### WORK INSTRUCTIONS
Return only the lines from the top of the material through the line marked by "a tagged echo)", unaltered.

### STORED DATA

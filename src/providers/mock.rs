/*!
 * Mock provider implementations for testing.
 *
 * This module provides mock providers that simulate different behaviors:
 * - `MockProvider::working()` - Always answers (dictionary entry or a tagged echo)
 * - `MockProvider::dictionary()` - Answers only words it was given
 * - `MockProvider::intermittent(n)` - Every nth request is unavailable
 * - `MockProvider::failing()` - Always unavailable
 *
 * Per-word scripts (`with_failures`, `with_permanent_failure`) make retry
 * behavior deterministic in tests.
 */

use async_trait::async_trait;
use parking_lot::Mutex;
use std::collections::{HashMap, VecDeque};
use std::sync::atomic::{AtomicUsize, Ordering};
use std::sync::Arc;

use crate::errors::ProviderError;
use crate::providers::{LookupRequest, Provider};

/// Behavior mode for the mock provider
#[derive(Debug, Clone, Copy, PartialEq)]
pub enum MockBehavior {
    /// Dictionary entries, otherwise `[<target>] <word>`
    Working,
    /// Dictionary entries, otherwise no translation
    Dictionary,
    /// Fails intermittently (every Nth request)
    Intermittent { fail_every: usize },
    /// Always fails with an error
    Failing,
    /// Answers without a translation
    Empty,
    /// Simulates slow response (for timeout and cancellation testing)
    Slow { delay_ms: u64 },
}

/// Per-word failure scripts
#[derive(Debug, Default)]
struct Scripts {
    /// Failures returned (in order) before the word falls back to the behavior
    queued: HashMap<String, VecDeque<ProviderError>>,
    /// Failures returned on every call
    permanent: HashMap<String, ProviderError>,
    /// Calls received per word
    calls: HashMap<String, usize>,
}

/// Mock provider for testing translation behavior
#[derive(Debug, Clone)]
pub struct MockProvider {
    /// Behavior mode
    behavior: MockBehavior,
    /// Known translations
    dictionary: Arc<HashMap<String, String>>,
    /// Request counter shared between clones
    request_count: Arc<AtomicUsize>,
    /// Scripted failures and per-word call counts
    scripts: Arc<Mutex<Scripts>>,
}

impl MockProvider {
    /// Create a new mock provider with the specified behavior
    pub fn new(behavior: MockBehavior) -> Self {
        Self {
            behavior,
            dictionary: Arc::new(HashMap::new()),
            request_count: Arc::new(AtomicUsize::new(0)),
            scripts: Arc::new(Mutex::new(Scripts::default())),
        }
    }

    /// Create a working mock provider that always succeeds
    pub fn working() -> Self {
        Self::new(MockBehavior::Working)
    }

    /// Create a provider that only knows the given pairs
    pub fn dictionary<I, W, T>(entries: I) -> Self
    where
        I: IntoIterator<Item = (W, T)>,
        W: Into<String>,
        T: Into<String>,
    {
        Self::new(MockBehavior::Dictionary).with_entries(entries)
    }

    /// Create an intermittently failing mock provider
    pub fn intermittent(fail_every: usize) -> Self {
        Self::new(MockBehavior::Intermittent { fail_every })
    }

    /// Create a failing mock provider that always errors
    pub fn failing() -> Self {
        Self::new(MockBehavior::Failing)
    }

    /// Create a mock that never has a translation
    pub fn empty() -> Self {
        Self::new(MockBehavior::Empty)
    }

    /// Create a mock that waits before answering
    pub fn slow(delay_ms: u64) -> Self {
        Self::new(MockBehavior::Slow { delay_ms })
    }

    /// Add dictionary entries
    pub fn with_entries<I, W, T>(mut self, entries: I) -> Self
    where
        I: IntoIterator<Item = (W, T)>,
        W: Into<String>,
        T: Into<String>,
    {
        let dictionary = Arc::make_mut(&mut self.dictionary);
        for (word, translation) in entries {
            dictionary.insert(word.into(), translation.into());
        }
        self
    }

    /// Fail the next lookups of `word` with these errors, in order
    pub fn with_failures(self, word: &str, errors: Vec<ProviderError>) -> Self {
        self.scripts
            .lock()
            .queued
            .entry(word.to_string())
            .or_default()
            .extend(errors);
        self
    }

    /// Fail every lookup of `word`
    pub fn with_permanent_failure(self, word: &str, error: ProviderError) -> Self {
        self.scripts.lock().permanent.insert(word.to_string(), error);
        self
    }

    /// Total number of lookups received
    pub fn request_count(&self) -> usize {
        self.request_count.load(Ordering::SeqCst)
    }

    /// Number of lookups received for one word
    pub fn requests_for(&self, word: &str) -> usize {
        self.scripts.lock().calls.get(word).copied().unwrap_or(0)
    }

    fn dictionary_answer(&self, request: &LookupRequest) -> Option<String> {
        self.dictionary.get(&request.word).cloned()
    }
}

#[async_trait]
impl Provider for MockProvider {
    async fn lookup(&self, request: &LookupRequest) -> Result<Option<String>, ProviderError> {
        let count = self.request_count.fetch_add(1, Ordering::SeqCst);

        let scripted = {
            let mut scripts = self.scripts.lock();
            *scripts.calls.entry(request.word.clone()).or_insert(0) += 1;

            match scripts.permanent.get(&request.word) {
                Some(error) => Some(error.clone()),
                None => scripts
                    .queued
                    .get_mut(&request.word)
                    .and_then(|queue| queue.pop_front()),
            }
        };
        if let Some(error) = scripted {
            return Err(error);
        }

        match self.behavior {
            MockBehavior::Working => Ok(Some(self.dictionary_answer(request).unwrap_or_else(
                || format!("[{}] {}", request.target_language, request.word),
            ))),

            MockBehavior::Dictionary => Ok(self.dictionary_answer(request)),

            MockBehavior::Intermittent { fail_every } => {
                if fail_every > 0 && count % fail_every == fail_every - 1 {
                    Err(ProviderError::Unavailable(format!(
                        "Simulated intermittent failure (request #{})",
                        count + 1
                    )))
                } else {
                    Ok(Some(format!("[{}] {}", request.target_language, request.word)))
                }
            }

            MockBehavior::Failing => Err(ProviderError::Unavailable(
                "Simulated provider failure".to_string(),
            )),

            MockBehavior::Empty => Ok(None),

            MockBehavior::Slow { delay_ms } => {
                tokio::time::sleep(tokio::time::Duration::from_millis(delay_ms)).await;
                Ok(self.dictionary_answer(request).or_else(|| {
                    Some(format!("[{}] {}", request.target_language, request.word))
                }))
            }
        }
    }

    fn name(&self) -> &str {
        "mock"
    }
}
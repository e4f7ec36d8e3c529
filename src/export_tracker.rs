/*!
 * Export tracker: turns translated, unexported entries into flashcards.
 *
 * An export selects candidates, serializes them, then marks exactly those
 * words as exported in one transaction. If the marking cannot flip every
 * selected word, nothing is marked and the export fails, so the marked set
 * always matches the artifact.
 */

use log::{debug, error, info};
use serde::Serialize;
use std::path::Path;

use crate::database::{VocabularyEntry, WordStore};
use crate::errors::ExportError;
use crate::file_utils::FileManager;

/// One flashcard row
#[derive(Debug, Clone, PartialEq, Eq, Serialize)]
pub struct Flashcard {
    /// Card front (the word)
    pub front: String,
    /// Card back (the translation)
    pub back: String,
}

impl Flashcard {
    fn from_entry(entry: VocabularyEntry) -> Option<Self> {
        let back = entry.translation.filter(|t| !t.is_empty())?;
        Some(Self {
            front: entry.word,
            back,
        })
    }
}

/// The result of an export: the cards and their CSV encoding
#[derive(Debug, Clone, Default, PartialEq, Eq)]
pub struct ExportArtifact {
    /// Exported cards, oldest entry first
    pub cards: Vec<Flashcard>,
    /// UTF-8 CSV, one `front,back` row per card
    pub csv: Vec<u8>,
}

impl ExportArtifact {
    /// Number of cards
    pub fn len(&self) -> usize {
        self.cards.len()
    }

    /// Whether the export selected nothing
    pub fn is_empty(&self) -> bool {
        self.cards.is_empty()
    }

    /// Words in the artifact
    pub fn words(&self) -> impl Iterator<Item = &str> {
        self.cards.iter().map(|card| card.front.as_str())
    }

    /// CSV as text
    pub fn csv_text(&self) -> String {
        String::from_utf8_lossy(&self.csv).into_owned()
    }
}

/// Flashcard exporter bound to a word store
#[derive(Debug, Clone)]
pub struct ExportTracker {
    store: WordStore,
    include_header: bool,
}

impl ExportTracker {
    /// Create a tracker; CSV output has no header row
    pub fn new(store: WordStore) -> Self {
        Self {
            store,
            include_header: false,
        }
    }

    /// Write a `front,back` header row
    pub fn with_header(mut self, include_header: bool) -> Self {
        self.include_header = include_header;
        self
    }

    /// Translated, unexported entries in export order; a negative limit selects nothing
    pub async fn select_candidates(&self, limit: i64) -> Result<Vec<VocabularyEntry>, ExportError> {
        let limit = usize::try_from(limit).unwrap_or(0);
        Ok(self.store.select_export_candidates(limit).await?)
    }

    /// Export up to `limit` cards and mark them exported
    pub async fn export(&self, limit: i64) -> Result<ExportArtifact, ExportError> {
        let artifact = self.prepare(limit).await?;
        if artifact.is_empty() {
            info!("No new words available for export");
            return Ok(artifact);
        }

        self.mark(&artifact).await?;
        info!("Exported {} flashcards", artifact.len());
        Ok(artifact)
    }

    /// Export up to `limit` cards to `path`, then mark them exported
    ///
    /// An existing file at `path` is never replaced: the export fails before
    /// anything is selected. The new file is written atomically before any
    /// word is marked, and removed again if marking fails. Nothing is written
    /// when there is nothing to export.
    pub async fn export_to_file<P: AsRef<Path>>(
        &self,
        limit: i64,
        path: P,
    ) -> Result<ExportArtifact, ExportError> {
        let path = path.as_ref();
        if path.exists() {
            return Err(ExportError::File(format!(
                "{:?} already exists; choose another output file",
                path
            )));
        }

        let artifact = self.prepare(limit).await?;
        if artifact.is_empty() {
            info!("No new words available for export");
            return Ok(artifact);
        }

        FileManager::write_atomic(path, &artifact.csv)
            .map_err(|e| ExportError::File(format!("{:#}", e)))?;

        if let Err(e) = self.mark(&artifact).await {
            error!("Marking exported words failed, removing {:?}: {}", path, e);
            if let Err(cleanup) = FileManager::remove_if_exists(path) {
                error!("Failed to remove {:?}: {:#}", path, cleanup);
            }
            return Err(e);
        }

        info!("Exported {} flashcards to {:?}", artifact.len(), path);
        Ok(artifact)
    }

    /// Select candidates and serialize them
    async fn prepare(&self, limit: i64) -> Result<ExportArtifact, ExportError> {
        let cards: Vec<Flashcard> = self
            .select_candidates(limit)
            .await?
            .into_iter()
            .filter_map(Flashcard::from_entry)
            .collect();

        let csv = render_csv(&cards, self.include_header)?;
        debug!("Prepared {} cards ({} bytes)", cards.len(), csv.len());

        Ok(ExportArtifact { cards, csv })
    }

    /// Mark exactly the artifact's words as exported
    async fn mark(&self, artifact: &ExportArtifact) -> Result<(), ExportError> {
        let words: Vec<String> = artifact.words().map(str::to_string).collect();
        self.store.mark_exported_exact(words).await?;
        Ok(())
    }
}

/// Serialize cards as two-column CSV
pub fn render_csv(cards: &[Flashcard], include_header: bool) -> Result<Vec<u8>, ExportError> {
    let mut writer = csv::WriterBuilder::new()
        .has_headers(include_header)
        .from_writer(Vec::new());

    for card in cards {
        writer.serialize(card)?;
    }

    writer
        .into_inner()
        .map_err(|e| ExportError::Serialization(e.to_string()))
}
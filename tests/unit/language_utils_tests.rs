/*!
 * Tests for ISO language code helpers
 */

use anyhow::Result;
use bilinguo::language_utils::{self, LanguageCodeType};

/// Test matching between the different code forms of one language
#[test]
fn test_languageCodesMatch_acrossForms_shouldMatch() {
    let cases = [("en", "eng"), ("fa", "per"), ("fas", "per"), ("de", "ger"), ("FR", "fra")];

    for (a, b) in cases {
        assert!(language_utils::language_codes_match(a, b), "{} vs {}", a, b);
    }
    assert!(!language_utils::language_codes_match("en", "fa"));
    assert!(!language_utils::language_codes_match("en", "zz"));
}

/// Test normalization to the two-letter form used by providers
#[test]
fn test_normalizeToPart1_shouldPreferTwoLetterCodes() -> Result<()> {
    assert_eq!(language_utils::normalize_to_part1("per")?, "fa");
    assert_eq!(language_utils::normalize_to_part1("deu")?, "de");
    assert_eq!(language_utils::normalize_to_part1("es")?, "es");
    assert!(language_utils::normalize_to_part1("").is_err());
    Ok(())
}

/// Test validation results for each code form
#[test]
fn test_validateLanguageCode_shouldReportCodeType() -> Result<()> {
    assert_eq!(language_utils::validate_language_code("en")?, LanguageCodeType::Part1);
    assert_eq!(language_utils::validate_language_code("fre")?, LanguageCodeType::Part2B);
    assert_eq!(language_utils::get_language_name("fa")?, "Persian");
    Ok(())
}
//! Module list shown on the home route

use academy_app::{HomeEntry, HomePage};
use ratatui::{
    buffer::Buffer,
    layout::{Constraint, Layout, Rect},
    text::{Line, Span},
    widgets::{List, ListItem, ListState, Paragraph, StatefulWidget, Widget},
};

use super::SearchInput;
use crate::theme::{icons::IconSet, styles};

pub const NO_MATCHES_LABEL: &str = "没有匹配的模块";
pub const DEEP_DIVE_MARKER: &str = "含深度解析";

/// Numbered module list with difficulty badges; the selected row is
/// highlighted and kept in view
pub struct HomeView<'a> {
    page: &'a HomePage<'a>,
    selected: usize,
    searching: bool,
    icons: IconSet,
}

impl<'a> HomeView<'a> {
    pub fn new(page: &'a HomePage<'a>, selected: usize, icons: IconSet) -> Self {
        Self {
            page,
            selected,
            searching: false,
            icons,
        }
    }

    /// Show the search prompt in input mode
    pub fn searching(mut self, searching: bool) -> Self {
        self.searching = searching;
        self
    }

    fn entry_line(&self, entry: &HomeEntry) -> Line<'static> {
        let module = entry.module;
        let mut spans = vec![
            Span::styled(
                format!("{:>2}. ", module.module_number),
                styles::text_muted(),
            ),
            Span::styled(module.title.clone(), styles::text_primary()),
            Span::raw("  "),
            Span::styled(
                format!(" {} ", entry.difficulty.label),
                styles::tone_badge(entry.difficulty.tone),
            ),
            Span::raw("  "),
            Span::styled(
                format!(
                    " {} {} ",
                    self.icons.category(entry.category.icon),
                    entry.category.label
                ),
                styles::tone_chip(entry.category.text_tone, entry.category.background_tone),
            ),
        ];
        if entry.has_deep_dive {
            spans.push(Span::styled(
                format!("  {} {DEEP_DIVE_MARKER}", self.icons.book()),
                styles::text_muted(),
            ));
        }
        Line::from(spans)
    }

    fn title(&self) -> Line<'static> {
        let count = if self.page.is_filtered() {
            format!(" 学习模块 {}/{} ", self.page.entries.len(), self.page.total)
        } else {
            format!(" 学习模块 {} ", self.page.total)
        };
        Line::from(Span::styled(count, styles::accent_bold()))
    }
}

impl Widget for HomeView<'_> {
    fn render(self, area: Rect, buf: &mut Buffer) {
        let block = styles::glass_block(true).title(self.title());
        let inner = block.inner(area);
        block.render(area, buf);

        if inner.height == 0 || inner.width == 0 {
            return;
        }

        let list_area = if self.searching || self.page.is_filtered() {
            let [prompt, list] =
                Layout::vertical([Constraint::Length(1), Constraint::Min(0)]).areas(inner);
            SearchInput::new(&self.page.query, self.searching, self.icons).render(prompt, buf);
            list
        } else {
            inner
        };

        if self.page.entries.is_empty() {
            Paragraph::new(Span::styled(NO_MATCHES_LABEL, styles::text_muted()))
                .render(list_area, buf);
            return;
        }

        let items: Vec<ListItem> = self
            .page
            .entries
            .iter()
            .map(|entry| ListItem::new(self.entry_line(entry)))
            .collect();

        let list = List::new(items)
            .highlight_style(styles::focused_selected())
            .highlight_symbol("▶ ");
        let mut list_state = ListState::default().with_selected(Some(self.selected));
        StatefulWidget::render(list, list_area, buf, &mut list_state);
    }
}
//! Message types for the application (TEA pattern)

use crate::input_key::InputKey;
use crate::route::Route;

/// All possible messages/actions in the application
#[derive(Debug, Clone, PartialEq, Eq)]
pub enum Message {
    /// Keyboard event from terminal
    Key(InputKey),

    /// Tick event for periodic updates
    Tick,

    /// Quit immediately (q, Ctrl+C, signal handler)
    Quit,

    // ─────────────────────────────────────────────────────────
    // Scroll Messages
    // ─────────────────────────────────────────────────────────
    ScrollUp,
    ScrollDown,
    ScrollToTop,
    ScrollToBottom,
    PageUp,
    PageDown,

    // ─────────────────────────────────────────────────────────
    // Navigation Messages
    // ─────────────────────────────────────────────────────────
    /// Change the current route
    Navigate(Route),
    /// Navigate to `/`
    GoHome,
    /// Open the module whose number is one less than the current one
    PreviousModule,
    /// Open the module whose number is one more than the current one
    NextModule,

    // ─────────────────────────────────────────────────────────
    // Home List Messages
    // ─────────────────────────────────────────────────────────
    SelectPrevious,
    SelectNext,
    SelectFirst,
    SelectLast,
    /// Open the module highlighted in the home list
    OpenSelected,

    // ─────────────────────────────────────────────────────────
    // Search Messages
    // ─────────────────────────────────────────────────────────
    /// Enter search input mode
    StartSearch,
    /// Replace the search query
    SearchInput { text: String },
    /// Leave input mode, keeping the query
    SubmitSearch,
    /// Leave input mode and drop the query
    ClearSearch,

    // ─────────────────────────────────────────────────────────
    // Overlay Messages
    // ─────────────────────────────────────────────────────────
    ToggleHelp,
    CloseHelp,
}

### TASK OUTPUT
filename src/providers/mock.rs
/*!
 * Mock provider implementations for testing.
 *
 * This module provides mock providers that simulate different behaviors:
 * - `MockProvider::working()` - Always answers (dictionary entry or a tagged echo)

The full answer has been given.